● **Work request**
All lines with the word "LogoutReason" must be pulled from the entries below.

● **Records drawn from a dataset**
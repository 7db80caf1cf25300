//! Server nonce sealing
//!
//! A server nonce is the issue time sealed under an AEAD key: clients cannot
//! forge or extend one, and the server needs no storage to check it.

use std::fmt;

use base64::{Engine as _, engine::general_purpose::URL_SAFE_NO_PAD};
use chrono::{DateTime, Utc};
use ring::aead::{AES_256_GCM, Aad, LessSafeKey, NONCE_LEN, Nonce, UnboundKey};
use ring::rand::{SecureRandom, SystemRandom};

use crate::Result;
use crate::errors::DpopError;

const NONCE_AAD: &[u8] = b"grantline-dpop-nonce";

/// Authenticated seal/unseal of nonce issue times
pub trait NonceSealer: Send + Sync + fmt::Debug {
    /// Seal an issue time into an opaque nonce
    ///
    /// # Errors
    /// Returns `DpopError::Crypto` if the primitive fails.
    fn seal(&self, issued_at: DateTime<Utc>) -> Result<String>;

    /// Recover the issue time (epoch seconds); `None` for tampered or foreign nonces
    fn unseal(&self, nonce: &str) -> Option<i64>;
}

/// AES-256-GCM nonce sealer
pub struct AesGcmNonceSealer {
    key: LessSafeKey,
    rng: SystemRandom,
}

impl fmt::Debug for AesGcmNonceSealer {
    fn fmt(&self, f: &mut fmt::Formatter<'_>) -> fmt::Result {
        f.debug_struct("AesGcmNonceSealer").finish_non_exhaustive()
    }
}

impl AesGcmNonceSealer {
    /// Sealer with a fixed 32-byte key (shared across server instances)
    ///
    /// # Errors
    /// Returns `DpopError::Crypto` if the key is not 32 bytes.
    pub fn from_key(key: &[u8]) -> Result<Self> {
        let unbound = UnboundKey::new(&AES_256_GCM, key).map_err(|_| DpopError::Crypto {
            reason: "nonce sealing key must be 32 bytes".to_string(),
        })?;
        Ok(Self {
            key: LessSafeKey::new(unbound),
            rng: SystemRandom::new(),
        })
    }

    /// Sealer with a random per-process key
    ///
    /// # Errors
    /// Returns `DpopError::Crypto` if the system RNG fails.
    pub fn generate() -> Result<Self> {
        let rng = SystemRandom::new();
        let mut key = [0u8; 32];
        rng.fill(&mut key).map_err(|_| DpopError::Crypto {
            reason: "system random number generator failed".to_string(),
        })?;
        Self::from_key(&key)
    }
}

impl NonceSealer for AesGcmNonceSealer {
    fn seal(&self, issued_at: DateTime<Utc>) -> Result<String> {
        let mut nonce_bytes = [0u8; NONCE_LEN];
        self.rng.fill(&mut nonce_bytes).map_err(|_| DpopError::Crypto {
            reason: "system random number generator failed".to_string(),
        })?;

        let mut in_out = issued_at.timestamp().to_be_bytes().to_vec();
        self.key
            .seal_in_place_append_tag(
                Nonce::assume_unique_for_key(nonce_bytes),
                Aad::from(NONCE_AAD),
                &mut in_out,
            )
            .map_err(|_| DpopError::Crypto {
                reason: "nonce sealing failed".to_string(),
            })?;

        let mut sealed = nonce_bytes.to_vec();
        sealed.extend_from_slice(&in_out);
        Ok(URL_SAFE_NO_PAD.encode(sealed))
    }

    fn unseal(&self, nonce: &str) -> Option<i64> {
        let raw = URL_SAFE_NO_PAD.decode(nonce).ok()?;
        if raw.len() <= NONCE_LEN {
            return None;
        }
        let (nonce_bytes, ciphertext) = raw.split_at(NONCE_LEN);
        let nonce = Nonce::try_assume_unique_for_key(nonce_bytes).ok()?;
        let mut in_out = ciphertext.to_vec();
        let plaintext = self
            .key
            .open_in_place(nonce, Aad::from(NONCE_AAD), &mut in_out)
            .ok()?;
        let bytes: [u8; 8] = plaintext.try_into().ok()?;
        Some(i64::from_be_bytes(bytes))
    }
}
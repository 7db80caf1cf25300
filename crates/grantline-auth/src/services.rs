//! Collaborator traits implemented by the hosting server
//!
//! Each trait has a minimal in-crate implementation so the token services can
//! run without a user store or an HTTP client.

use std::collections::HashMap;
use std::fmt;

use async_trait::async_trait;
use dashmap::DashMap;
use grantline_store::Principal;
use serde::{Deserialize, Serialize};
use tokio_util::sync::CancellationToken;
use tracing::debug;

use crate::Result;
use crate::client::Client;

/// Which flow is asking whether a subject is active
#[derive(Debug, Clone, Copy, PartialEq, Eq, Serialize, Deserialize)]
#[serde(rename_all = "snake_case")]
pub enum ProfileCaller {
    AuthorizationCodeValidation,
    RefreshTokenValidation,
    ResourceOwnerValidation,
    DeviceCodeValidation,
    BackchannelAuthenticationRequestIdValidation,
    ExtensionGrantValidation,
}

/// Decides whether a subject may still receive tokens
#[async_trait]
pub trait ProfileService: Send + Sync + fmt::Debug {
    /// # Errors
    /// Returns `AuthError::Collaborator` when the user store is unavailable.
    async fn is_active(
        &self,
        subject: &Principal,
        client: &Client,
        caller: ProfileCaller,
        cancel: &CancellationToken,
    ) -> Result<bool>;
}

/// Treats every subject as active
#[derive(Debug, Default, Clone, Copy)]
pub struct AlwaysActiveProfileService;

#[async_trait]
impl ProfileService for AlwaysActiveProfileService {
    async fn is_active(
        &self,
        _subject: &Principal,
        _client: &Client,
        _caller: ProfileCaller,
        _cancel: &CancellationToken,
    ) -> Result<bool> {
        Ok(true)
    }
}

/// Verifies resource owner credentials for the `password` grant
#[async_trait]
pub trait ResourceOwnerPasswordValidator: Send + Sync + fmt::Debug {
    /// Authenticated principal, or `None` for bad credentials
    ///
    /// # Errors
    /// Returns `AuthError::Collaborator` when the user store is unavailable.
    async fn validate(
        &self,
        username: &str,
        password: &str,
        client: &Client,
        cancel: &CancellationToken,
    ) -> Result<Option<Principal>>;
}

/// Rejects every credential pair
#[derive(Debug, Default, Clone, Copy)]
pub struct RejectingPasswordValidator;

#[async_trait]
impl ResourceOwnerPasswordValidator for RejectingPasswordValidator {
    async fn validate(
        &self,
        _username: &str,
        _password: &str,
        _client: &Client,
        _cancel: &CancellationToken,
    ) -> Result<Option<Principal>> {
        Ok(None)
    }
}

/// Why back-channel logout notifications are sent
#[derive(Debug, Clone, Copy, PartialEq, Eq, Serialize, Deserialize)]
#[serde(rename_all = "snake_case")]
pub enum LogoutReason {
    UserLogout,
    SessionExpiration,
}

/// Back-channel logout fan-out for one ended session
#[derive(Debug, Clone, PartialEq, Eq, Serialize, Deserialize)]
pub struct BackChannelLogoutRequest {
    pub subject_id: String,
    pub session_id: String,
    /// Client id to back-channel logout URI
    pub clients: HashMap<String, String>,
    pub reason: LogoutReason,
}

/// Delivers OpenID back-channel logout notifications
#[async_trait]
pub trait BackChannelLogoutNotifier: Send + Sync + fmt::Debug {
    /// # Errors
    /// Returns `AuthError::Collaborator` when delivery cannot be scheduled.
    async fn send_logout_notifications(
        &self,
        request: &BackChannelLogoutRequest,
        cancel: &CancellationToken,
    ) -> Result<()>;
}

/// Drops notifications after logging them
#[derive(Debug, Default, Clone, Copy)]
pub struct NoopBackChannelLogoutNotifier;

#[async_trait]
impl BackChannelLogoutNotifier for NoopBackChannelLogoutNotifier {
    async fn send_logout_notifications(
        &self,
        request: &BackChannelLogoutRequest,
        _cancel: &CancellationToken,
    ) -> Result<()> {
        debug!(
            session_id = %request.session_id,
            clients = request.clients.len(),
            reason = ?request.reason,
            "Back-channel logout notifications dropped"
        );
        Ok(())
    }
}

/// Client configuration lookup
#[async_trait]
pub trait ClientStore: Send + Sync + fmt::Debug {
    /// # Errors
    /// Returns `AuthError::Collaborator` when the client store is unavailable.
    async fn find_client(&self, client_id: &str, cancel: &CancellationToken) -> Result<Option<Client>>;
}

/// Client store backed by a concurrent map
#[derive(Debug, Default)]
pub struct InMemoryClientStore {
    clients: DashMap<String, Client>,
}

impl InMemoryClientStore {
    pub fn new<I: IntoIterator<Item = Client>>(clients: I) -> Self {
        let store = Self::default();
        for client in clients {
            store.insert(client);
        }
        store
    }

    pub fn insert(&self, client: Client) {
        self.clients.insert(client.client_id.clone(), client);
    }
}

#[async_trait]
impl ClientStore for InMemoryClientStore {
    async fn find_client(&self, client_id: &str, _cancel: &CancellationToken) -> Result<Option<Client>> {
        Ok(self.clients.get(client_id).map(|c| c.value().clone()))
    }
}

● **Exercise solution**
pub enum LogoutReason {
    pub reason: LogoutReason,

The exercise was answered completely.